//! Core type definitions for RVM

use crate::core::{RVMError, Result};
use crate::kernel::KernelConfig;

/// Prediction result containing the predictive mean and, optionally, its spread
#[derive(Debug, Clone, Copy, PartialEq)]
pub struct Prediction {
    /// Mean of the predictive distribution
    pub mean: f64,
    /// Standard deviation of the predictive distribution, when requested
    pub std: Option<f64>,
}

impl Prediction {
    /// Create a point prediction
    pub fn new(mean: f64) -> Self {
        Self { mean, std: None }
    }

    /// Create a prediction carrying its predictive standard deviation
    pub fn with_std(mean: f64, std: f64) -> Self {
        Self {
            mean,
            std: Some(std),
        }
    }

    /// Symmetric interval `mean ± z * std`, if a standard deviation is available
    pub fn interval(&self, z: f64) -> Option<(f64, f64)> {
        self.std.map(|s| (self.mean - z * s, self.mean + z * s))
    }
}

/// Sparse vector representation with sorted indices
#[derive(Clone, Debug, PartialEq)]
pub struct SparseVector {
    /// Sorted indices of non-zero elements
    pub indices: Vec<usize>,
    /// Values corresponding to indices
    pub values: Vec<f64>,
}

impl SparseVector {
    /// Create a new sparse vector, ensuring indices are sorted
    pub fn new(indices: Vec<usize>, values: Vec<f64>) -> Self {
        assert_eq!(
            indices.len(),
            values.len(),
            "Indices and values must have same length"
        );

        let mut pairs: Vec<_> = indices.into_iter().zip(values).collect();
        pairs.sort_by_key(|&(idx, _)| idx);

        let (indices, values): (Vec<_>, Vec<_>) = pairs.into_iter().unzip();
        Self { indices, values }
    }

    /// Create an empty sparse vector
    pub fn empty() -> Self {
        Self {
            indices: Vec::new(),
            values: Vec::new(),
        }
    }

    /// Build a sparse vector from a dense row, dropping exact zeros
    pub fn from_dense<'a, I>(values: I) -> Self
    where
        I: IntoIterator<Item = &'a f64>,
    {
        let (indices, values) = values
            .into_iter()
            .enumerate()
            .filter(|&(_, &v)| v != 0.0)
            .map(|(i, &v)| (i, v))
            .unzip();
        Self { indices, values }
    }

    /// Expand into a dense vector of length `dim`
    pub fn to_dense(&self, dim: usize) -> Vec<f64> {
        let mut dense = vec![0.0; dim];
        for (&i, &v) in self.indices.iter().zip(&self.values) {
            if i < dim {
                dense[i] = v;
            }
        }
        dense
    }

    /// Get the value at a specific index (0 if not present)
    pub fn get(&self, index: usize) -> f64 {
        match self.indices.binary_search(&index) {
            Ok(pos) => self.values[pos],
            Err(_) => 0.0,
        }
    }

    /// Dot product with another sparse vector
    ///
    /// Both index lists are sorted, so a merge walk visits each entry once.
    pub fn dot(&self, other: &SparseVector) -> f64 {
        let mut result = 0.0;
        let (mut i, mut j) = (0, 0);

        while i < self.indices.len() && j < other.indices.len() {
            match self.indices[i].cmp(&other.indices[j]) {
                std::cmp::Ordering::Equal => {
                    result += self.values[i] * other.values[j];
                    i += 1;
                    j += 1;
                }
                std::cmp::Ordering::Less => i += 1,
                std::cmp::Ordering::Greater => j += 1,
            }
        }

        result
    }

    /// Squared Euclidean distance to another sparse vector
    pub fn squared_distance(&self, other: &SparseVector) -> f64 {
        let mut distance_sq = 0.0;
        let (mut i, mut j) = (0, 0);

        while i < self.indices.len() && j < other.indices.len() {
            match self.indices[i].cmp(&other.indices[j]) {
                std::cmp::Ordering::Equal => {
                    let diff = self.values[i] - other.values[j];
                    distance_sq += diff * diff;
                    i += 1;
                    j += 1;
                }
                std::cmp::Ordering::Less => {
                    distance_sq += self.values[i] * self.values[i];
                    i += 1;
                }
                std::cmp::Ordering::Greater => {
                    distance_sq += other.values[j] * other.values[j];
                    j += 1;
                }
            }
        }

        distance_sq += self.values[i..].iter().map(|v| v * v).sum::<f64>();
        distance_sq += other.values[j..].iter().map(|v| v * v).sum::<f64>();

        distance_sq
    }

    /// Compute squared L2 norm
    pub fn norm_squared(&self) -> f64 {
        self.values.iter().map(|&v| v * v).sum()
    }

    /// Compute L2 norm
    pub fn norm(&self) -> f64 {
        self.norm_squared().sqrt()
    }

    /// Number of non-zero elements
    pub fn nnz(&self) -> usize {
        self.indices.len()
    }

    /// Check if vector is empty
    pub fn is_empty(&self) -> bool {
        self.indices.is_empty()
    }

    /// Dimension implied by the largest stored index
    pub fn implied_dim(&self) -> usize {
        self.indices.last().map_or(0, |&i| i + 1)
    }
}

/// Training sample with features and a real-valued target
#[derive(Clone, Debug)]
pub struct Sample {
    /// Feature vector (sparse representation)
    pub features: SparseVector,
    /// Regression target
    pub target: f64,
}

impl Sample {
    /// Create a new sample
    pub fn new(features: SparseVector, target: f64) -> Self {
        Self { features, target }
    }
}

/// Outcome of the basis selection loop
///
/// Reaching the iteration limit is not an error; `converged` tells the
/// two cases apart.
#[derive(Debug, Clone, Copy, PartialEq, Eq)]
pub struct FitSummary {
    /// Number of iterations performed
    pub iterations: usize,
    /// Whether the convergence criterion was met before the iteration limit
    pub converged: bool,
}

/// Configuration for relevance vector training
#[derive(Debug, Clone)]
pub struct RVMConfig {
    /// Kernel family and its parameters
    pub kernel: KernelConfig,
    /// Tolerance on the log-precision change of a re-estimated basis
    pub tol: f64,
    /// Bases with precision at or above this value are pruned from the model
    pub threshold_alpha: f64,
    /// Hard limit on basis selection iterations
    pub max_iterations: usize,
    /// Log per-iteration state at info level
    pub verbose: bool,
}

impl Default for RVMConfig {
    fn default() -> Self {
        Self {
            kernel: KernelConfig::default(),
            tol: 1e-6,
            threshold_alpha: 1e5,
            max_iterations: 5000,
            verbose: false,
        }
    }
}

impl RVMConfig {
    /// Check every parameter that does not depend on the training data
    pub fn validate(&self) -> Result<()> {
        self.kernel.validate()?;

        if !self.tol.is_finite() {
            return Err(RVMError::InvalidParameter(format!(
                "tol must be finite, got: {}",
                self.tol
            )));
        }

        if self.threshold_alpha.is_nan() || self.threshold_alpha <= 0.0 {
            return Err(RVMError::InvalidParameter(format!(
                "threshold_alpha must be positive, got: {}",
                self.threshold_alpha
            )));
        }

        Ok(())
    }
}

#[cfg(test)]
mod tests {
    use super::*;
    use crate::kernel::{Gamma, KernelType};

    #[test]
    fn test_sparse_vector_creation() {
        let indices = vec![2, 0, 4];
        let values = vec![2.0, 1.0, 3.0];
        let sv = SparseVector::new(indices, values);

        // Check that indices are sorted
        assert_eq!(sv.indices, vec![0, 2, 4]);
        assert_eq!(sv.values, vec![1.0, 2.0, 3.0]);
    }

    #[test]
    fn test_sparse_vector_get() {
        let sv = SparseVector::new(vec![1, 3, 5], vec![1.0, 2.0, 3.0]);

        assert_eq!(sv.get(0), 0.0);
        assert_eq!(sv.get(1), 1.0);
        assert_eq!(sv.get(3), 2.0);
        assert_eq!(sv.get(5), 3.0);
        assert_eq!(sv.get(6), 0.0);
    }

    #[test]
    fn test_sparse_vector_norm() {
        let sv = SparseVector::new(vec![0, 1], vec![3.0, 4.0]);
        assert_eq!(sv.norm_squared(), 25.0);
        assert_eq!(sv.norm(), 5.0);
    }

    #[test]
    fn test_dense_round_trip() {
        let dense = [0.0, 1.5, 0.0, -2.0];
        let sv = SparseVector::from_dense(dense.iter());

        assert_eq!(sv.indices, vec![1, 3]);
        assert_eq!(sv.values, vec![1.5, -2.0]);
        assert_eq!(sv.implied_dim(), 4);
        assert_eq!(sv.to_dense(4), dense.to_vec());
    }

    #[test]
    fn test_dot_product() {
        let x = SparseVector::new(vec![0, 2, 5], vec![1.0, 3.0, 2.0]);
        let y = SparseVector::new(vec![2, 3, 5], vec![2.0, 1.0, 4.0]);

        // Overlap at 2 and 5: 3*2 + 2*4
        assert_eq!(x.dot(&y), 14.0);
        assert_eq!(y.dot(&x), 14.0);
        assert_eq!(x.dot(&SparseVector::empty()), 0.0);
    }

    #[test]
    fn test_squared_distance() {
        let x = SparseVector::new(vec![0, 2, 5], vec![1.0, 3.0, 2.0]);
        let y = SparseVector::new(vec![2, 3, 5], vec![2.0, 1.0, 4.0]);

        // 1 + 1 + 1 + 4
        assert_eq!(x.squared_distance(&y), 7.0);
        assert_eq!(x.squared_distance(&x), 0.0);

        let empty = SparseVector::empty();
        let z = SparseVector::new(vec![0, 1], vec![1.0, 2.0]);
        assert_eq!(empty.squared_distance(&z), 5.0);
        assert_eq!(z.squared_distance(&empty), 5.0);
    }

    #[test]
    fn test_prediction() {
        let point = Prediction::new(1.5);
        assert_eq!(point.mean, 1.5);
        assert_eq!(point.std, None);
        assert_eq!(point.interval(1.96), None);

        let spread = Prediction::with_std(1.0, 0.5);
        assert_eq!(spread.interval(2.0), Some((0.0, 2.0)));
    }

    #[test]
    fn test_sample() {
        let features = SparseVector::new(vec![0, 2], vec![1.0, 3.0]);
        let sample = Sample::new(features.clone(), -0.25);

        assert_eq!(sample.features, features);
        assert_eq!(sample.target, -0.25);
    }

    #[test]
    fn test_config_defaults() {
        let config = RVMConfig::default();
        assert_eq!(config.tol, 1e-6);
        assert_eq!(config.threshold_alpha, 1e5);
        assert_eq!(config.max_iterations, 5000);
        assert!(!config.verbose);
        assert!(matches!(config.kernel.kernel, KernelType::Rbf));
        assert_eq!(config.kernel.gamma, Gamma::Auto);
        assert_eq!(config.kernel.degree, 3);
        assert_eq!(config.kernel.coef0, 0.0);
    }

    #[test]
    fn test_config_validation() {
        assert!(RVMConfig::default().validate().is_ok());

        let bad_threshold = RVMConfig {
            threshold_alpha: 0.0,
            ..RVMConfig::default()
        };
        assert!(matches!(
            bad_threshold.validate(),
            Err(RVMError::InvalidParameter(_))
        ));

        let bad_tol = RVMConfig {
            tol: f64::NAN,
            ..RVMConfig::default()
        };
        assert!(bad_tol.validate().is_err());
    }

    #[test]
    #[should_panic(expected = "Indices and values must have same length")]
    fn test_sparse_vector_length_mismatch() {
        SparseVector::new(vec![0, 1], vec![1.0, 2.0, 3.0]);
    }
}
...
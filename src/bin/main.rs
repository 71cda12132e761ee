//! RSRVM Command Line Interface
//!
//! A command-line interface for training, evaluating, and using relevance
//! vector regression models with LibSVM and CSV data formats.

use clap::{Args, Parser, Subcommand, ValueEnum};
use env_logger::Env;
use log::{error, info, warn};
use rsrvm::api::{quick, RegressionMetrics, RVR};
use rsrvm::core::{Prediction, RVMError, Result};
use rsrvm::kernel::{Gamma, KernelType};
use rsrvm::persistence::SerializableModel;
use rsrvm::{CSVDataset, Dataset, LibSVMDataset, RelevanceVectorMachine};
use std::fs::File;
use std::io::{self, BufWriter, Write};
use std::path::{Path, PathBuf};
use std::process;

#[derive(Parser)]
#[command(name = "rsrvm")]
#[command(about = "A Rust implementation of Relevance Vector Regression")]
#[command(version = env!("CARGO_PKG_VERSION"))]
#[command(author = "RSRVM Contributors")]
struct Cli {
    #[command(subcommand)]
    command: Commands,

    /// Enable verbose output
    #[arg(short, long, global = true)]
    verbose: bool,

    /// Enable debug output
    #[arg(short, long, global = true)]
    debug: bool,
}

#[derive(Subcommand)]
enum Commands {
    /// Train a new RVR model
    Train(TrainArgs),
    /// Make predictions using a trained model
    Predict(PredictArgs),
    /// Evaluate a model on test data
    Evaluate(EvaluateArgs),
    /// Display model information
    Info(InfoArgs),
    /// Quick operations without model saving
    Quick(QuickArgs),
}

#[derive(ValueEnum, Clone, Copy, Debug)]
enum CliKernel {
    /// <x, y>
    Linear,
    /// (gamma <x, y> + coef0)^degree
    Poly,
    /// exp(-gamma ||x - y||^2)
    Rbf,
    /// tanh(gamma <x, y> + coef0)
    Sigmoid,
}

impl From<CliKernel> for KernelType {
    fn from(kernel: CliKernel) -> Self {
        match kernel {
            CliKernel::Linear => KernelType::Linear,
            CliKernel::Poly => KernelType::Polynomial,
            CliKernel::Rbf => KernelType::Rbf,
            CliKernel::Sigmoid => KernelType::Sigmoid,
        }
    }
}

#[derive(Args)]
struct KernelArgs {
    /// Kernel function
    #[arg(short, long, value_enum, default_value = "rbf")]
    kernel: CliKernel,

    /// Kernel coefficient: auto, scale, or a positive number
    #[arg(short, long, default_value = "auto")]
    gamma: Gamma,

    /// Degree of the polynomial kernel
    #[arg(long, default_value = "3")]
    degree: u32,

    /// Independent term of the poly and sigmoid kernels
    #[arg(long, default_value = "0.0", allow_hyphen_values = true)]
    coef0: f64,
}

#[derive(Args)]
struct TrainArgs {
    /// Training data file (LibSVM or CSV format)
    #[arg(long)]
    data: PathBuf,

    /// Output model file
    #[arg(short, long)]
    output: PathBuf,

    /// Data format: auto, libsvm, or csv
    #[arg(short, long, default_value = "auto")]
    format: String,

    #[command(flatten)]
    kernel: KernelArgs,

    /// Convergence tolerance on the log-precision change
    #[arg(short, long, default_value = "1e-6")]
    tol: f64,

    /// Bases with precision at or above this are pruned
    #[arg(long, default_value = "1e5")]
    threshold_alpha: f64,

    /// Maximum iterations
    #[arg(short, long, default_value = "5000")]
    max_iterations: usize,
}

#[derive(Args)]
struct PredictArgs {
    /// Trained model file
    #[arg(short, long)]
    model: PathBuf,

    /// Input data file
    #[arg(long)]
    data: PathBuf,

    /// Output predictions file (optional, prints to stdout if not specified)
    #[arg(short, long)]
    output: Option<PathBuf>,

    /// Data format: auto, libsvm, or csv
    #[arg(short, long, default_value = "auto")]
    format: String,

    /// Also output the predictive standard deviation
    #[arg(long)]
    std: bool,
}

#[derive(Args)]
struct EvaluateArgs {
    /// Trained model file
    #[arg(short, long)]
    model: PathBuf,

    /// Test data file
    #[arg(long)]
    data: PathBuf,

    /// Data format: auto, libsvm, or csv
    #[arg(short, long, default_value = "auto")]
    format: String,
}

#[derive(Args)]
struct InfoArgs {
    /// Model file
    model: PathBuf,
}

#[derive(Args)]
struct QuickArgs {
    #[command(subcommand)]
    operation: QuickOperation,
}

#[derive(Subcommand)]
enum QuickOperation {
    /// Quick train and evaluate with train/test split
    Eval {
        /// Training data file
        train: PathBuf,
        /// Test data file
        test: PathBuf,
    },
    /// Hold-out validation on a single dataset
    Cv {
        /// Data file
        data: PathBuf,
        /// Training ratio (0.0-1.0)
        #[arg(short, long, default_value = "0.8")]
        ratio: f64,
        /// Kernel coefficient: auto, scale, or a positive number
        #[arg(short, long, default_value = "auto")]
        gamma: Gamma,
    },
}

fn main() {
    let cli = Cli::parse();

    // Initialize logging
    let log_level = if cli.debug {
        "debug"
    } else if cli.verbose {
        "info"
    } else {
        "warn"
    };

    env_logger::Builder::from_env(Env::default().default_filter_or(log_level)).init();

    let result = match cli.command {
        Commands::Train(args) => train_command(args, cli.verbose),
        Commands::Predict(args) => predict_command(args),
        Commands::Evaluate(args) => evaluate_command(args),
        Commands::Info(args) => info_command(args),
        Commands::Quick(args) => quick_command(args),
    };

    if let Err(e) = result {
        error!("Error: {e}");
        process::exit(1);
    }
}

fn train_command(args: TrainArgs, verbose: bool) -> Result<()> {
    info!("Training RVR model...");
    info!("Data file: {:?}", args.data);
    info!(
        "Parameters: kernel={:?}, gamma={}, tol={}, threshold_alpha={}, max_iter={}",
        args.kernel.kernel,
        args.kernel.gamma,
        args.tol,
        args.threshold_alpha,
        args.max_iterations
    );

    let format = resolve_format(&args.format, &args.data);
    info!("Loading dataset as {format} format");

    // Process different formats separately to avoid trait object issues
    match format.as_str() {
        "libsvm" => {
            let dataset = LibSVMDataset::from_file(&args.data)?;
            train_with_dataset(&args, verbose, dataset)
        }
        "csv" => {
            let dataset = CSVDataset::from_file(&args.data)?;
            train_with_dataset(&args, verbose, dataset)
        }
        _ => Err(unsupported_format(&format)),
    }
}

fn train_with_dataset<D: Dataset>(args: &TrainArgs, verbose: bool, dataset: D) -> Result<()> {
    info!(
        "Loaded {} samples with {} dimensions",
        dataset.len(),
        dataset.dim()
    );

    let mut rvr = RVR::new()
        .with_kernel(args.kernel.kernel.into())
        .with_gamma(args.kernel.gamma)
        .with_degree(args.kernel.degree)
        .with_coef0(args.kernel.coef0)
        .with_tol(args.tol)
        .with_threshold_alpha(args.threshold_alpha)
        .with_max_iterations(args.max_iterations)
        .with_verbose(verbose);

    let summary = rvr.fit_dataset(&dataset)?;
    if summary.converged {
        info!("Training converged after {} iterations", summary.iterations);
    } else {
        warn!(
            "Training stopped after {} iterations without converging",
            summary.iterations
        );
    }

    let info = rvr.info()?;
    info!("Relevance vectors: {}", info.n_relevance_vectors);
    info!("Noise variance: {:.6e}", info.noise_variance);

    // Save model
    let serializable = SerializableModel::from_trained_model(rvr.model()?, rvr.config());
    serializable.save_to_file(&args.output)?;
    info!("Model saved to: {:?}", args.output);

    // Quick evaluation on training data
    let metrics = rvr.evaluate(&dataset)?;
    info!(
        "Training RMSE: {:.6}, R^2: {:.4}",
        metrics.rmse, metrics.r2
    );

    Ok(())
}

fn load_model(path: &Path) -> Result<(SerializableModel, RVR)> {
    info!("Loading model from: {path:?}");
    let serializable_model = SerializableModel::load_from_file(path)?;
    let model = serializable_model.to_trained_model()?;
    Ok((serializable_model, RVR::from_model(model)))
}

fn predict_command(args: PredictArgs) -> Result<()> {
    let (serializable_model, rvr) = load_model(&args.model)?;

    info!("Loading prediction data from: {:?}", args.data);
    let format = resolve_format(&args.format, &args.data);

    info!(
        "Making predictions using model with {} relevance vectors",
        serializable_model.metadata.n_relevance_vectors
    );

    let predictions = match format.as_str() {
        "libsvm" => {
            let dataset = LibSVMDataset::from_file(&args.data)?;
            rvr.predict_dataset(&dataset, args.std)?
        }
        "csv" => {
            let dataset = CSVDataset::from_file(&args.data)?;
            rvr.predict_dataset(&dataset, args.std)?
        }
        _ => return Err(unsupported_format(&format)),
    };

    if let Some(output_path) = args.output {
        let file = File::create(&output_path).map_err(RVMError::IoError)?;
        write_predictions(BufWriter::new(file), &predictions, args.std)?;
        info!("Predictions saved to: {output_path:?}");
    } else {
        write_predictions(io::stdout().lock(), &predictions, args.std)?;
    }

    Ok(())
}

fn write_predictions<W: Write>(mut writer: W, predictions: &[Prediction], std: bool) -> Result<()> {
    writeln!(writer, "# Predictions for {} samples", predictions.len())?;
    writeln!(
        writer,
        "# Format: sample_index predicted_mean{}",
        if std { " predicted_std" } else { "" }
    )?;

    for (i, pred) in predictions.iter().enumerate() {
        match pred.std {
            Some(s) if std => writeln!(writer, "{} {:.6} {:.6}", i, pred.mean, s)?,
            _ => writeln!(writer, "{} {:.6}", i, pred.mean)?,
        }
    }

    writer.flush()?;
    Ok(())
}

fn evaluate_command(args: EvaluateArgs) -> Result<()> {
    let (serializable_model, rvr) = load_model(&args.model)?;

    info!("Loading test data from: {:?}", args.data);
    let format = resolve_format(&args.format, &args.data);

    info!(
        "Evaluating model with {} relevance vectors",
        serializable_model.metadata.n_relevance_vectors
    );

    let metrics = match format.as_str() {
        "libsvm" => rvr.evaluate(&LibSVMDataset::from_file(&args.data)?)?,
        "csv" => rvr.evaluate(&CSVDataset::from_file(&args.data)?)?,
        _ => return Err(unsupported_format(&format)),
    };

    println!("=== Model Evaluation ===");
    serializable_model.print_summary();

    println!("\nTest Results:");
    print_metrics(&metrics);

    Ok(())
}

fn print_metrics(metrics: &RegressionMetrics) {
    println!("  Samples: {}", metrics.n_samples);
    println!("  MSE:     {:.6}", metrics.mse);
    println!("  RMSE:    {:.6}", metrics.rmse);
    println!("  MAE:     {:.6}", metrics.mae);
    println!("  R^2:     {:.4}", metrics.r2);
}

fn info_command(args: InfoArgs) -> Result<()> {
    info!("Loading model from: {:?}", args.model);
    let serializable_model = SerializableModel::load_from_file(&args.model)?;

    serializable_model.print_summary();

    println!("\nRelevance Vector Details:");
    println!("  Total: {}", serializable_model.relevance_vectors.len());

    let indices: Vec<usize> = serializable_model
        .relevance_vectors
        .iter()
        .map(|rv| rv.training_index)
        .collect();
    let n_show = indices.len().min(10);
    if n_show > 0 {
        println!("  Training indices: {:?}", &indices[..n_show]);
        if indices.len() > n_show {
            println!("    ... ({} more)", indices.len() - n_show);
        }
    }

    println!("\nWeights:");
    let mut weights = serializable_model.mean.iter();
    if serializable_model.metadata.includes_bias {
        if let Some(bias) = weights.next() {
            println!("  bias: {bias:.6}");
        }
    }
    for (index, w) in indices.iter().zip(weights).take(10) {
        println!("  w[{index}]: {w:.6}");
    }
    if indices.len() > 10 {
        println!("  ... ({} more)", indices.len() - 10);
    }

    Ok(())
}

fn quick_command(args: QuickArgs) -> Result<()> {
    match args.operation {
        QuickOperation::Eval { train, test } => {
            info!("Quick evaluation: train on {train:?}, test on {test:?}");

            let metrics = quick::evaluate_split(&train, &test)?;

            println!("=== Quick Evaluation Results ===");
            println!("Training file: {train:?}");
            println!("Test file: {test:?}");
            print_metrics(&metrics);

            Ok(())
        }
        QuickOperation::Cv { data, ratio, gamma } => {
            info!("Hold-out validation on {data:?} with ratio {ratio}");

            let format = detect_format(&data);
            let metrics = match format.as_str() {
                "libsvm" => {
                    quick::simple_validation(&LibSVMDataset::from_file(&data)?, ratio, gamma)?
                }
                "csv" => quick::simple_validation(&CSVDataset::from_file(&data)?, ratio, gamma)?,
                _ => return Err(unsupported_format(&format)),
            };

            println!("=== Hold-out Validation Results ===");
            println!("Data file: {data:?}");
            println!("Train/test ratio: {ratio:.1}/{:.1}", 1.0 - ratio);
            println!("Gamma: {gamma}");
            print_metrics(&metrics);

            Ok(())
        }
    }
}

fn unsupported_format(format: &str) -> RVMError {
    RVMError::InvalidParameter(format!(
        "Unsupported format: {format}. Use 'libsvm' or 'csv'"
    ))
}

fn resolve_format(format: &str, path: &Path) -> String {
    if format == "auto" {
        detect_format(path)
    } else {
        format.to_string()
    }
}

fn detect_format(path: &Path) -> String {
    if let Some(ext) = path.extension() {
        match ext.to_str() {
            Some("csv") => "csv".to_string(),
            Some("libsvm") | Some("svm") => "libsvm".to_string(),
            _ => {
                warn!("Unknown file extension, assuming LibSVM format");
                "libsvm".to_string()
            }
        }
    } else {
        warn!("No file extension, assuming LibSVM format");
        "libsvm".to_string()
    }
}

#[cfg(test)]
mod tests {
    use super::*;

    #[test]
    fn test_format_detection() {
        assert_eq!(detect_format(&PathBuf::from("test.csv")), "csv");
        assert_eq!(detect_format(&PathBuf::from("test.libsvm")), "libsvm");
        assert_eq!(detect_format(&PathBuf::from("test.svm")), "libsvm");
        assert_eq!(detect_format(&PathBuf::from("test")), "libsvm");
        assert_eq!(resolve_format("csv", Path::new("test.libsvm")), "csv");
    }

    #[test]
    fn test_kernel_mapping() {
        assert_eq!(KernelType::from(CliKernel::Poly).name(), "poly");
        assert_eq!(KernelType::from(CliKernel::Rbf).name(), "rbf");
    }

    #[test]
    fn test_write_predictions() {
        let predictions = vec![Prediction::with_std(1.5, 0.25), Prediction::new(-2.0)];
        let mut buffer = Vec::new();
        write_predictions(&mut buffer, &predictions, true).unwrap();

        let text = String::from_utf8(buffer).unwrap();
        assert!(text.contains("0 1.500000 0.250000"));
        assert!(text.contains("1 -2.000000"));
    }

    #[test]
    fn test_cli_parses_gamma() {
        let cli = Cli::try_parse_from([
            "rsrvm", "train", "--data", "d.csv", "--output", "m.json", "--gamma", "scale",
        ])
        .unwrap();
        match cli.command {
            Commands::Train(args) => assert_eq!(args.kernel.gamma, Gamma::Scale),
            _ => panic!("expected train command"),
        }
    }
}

BRIEF: Run a filter over the data above and keep each line that contains the word "CSVDataset".

THE ANSWER:
use rsrvm::{CSVDataset, Dataset, LibSVMDataset, RelevanceVectorMachine};
            let dataset = CSVDataset::from_file(&args.data)?;
            let dataset = CSVDataset::from_file(&args.data)?;
        "csv" => rvr.evaluate(&CSVDataset::from_file(&args.data)?)?,
                "csv" => quick::simple_validation(&CSVDataset::from_file(&data)?, ratio, gamma)?,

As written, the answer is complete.